## [Brief]
Search the entries for the word "store" and copy each line that has it.

## [Supplied information]

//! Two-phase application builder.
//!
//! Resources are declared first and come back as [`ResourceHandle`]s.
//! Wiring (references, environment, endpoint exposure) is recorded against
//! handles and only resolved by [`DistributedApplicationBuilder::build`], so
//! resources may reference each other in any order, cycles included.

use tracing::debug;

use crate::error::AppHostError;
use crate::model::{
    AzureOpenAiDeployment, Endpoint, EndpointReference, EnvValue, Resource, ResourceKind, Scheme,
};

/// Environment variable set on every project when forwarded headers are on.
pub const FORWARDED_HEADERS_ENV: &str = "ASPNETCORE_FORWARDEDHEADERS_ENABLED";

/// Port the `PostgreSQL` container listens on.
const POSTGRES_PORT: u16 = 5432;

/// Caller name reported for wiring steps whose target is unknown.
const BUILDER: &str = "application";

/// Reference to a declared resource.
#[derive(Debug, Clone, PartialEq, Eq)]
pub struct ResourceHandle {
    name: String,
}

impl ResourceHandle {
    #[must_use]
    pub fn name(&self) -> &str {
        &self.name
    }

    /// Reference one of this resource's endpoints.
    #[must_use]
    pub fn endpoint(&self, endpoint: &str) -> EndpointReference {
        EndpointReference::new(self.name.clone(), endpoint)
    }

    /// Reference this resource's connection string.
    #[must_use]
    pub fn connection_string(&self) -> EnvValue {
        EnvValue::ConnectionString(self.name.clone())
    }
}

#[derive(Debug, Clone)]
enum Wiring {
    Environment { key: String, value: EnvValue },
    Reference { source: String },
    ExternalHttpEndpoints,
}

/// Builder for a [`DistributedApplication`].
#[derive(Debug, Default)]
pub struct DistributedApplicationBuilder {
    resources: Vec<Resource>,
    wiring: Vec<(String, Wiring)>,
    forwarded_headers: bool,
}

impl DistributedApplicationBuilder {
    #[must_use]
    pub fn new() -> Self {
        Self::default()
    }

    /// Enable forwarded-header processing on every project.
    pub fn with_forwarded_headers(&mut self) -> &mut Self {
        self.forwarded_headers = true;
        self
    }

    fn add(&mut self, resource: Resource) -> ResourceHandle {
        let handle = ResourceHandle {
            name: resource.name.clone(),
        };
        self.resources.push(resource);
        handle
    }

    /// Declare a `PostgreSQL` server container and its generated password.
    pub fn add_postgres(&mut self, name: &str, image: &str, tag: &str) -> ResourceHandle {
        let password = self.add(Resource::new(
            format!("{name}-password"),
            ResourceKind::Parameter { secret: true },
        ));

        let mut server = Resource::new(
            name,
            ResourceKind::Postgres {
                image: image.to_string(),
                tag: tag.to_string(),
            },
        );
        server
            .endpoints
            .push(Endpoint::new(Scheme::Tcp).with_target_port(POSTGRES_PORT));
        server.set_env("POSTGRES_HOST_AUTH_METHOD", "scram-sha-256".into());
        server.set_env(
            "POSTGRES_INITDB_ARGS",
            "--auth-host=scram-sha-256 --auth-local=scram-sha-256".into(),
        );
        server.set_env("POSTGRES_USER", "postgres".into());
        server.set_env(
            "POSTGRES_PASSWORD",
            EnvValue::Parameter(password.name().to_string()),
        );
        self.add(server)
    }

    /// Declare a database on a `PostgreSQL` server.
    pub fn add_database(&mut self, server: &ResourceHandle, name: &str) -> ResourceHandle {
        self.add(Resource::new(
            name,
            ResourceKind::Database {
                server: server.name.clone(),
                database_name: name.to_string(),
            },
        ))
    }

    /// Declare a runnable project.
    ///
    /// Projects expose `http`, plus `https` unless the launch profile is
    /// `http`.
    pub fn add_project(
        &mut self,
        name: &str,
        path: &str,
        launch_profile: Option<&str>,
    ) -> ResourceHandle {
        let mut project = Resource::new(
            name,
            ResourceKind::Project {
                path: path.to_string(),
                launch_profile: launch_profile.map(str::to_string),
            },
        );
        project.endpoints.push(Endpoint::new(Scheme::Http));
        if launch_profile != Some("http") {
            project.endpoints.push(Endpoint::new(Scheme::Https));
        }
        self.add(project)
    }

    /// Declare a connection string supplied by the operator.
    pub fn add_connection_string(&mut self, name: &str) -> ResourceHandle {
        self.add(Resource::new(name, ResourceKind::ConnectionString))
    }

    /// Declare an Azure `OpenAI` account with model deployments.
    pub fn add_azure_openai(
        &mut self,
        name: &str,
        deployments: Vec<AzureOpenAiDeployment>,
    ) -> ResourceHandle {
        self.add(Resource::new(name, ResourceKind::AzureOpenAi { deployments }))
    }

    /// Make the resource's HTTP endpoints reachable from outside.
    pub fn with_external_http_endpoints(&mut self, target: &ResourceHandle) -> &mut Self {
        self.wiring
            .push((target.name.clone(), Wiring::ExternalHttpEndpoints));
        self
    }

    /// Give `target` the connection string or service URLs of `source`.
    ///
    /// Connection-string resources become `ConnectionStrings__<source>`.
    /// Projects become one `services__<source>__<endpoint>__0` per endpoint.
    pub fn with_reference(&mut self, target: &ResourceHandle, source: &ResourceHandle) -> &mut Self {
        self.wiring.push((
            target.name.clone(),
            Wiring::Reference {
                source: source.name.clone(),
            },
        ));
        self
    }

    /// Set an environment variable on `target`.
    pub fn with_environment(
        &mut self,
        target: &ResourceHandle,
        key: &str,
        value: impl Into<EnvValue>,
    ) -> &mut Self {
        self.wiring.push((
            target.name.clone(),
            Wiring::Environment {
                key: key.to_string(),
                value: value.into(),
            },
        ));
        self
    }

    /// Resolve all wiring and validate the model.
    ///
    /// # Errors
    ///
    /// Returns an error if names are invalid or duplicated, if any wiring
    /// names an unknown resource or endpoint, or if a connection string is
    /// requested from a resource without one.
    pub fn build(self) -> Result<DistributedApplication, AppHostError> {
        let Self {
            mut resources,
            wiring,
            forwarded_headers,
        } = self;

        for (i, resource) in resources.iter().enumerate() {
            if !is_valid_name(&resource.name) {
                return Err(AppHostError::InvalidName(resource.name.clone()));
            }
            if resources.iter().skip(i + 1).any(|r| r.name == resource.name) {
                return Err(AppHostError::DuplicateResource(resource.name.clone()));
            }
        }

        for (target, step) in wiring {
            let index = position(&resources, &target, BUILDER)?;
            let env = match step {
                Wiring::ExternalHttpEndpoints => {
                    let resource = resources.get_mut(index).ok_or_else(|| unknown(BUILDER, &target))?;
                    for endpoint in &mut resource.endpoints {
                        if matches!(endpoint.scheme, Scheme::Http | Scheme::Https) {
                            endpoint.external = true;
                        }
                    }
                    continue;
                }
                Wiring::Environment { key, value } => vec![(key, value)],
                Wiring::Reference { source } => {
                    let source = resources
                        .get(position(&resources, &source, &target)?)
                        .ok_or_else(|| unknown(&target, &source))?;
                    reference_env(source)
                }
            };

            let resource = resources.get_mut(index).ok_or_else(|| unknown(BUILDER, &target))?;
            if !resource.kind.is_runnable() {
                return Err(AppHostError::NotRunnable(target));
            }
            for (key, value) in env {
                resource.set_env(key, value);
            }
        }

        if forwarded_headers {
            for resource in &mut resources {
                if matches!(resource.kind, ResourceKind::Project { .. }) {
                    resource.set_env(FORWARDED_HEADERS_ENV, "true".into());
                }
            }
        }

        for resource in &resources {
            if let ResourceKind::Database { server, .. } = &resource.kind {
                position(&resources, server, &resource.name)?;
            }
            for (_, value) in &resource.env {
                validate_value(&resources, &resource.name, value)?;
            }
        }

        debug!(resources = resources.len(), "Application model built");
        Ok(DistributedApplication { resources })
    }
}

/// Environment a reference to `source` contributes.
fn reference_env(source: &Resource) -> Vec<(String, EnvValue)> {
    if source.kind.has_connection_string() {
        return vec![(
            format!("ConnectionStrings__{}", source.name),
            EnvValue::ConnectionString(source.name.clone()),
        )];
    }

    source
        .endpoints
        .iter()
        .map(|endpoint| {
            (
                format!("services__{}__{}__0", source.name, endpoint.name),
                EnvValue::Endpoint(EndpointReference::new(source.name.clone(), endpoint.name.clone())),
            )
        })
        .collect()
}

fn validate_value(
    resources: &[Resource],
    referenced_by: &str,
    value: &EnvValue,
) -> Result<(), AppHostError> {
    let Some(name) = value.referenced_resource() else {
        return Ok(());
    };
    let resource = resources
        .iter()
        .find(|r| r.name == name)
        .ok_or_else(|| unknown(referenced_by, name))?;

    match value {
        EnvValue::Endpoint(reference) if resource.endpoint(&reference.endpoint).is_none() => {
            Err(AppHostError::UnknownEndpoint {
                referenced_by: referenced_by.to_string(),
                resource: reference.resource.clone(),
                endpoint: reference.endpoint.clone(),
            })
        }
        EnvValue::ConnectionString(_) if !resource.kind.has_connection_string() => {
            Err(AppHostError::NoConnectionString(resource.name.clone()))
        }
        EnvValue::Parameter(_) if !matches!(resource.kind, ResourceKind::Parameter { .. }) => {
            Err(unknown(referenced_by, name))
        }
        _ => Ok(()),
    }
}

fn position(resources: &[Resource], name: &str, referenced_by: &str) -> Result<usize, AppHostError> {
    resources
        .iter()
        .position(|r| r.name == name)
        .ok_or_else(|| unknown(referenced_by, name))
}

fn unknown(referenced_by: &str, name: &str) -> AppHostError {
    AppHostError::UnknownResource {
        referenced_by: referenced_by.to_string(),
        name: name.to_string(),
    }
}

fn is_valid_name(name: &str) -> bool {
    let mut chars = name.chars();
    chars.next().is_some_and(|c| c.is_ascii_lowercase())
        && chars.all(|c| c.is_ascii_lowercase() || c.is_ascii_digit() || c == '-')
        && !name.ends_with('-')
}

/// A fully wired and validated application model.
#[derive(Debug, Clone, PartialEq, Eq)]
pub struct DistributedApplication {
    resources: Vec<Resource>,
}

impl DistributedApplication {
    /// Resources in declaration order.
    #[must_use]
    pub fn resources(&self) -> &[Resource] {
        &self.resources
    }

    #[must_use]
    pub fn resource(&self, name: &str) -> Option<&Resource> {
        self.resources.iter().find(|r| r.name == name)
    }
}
* * *
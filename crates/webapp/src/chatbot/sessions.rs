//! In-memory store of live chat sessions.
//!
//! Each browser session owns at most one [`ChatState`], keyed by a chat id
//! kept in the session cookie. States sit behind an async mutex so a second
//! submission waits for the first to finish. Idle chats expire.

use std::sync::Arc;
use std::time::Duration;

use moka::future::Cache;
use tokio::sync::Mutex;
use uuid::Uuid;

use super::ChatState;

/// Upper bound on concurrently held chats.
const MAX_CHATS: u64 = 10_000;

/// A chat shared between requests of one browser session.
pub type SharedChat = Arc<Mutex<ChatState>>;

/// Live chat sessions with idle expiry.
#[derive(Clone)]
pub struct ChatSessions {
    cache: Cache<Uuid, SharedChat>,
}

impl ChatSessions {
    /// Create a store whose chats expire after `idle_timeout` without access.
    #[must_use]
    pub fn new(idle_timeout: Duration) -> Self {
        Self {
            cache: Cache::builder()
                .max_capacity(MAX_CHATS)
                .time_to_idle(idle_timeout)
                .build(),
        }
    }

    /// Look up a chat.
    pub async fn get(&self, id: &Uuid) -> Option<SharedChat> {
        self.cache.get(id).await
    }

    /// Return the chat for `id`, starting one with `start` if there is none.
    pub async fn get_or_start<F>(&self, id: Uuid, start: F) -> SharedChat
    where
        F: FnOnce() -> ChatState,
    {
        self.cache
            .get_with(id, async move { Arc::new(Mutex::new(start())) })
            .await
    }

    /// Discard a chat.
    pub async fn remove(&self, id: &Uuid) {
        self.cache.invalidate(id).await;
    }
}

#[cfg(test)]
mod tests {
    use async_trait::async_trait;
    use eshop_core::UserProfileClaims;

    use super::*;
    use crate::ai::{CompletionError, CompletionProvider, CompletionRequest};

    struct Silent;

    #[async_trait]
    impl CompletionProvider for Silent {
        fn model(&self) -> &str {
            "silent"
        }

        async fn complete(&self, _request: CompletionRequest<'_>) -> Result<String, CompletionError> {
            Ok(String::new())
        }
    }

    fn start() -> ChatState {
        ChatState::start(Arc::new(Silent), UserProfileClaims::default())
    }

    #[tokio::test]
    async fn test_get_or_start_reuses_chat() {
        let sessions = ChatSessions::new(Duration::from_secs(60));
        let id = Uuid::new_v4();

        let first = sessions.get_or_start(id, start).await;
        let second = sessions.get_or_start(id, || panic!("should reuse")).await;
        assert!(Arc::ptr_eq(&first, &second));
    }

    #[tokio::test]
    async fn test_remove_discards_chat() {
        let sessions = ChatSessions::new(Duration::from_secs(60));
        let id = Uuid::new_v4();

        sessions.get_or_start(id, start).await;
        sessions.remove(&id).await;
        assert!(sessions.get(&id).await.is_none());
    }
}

## [Written solution]
//! In-memory store of live chat sessions.
    /// Create a store whose chats expire after `idle_timeout` without access.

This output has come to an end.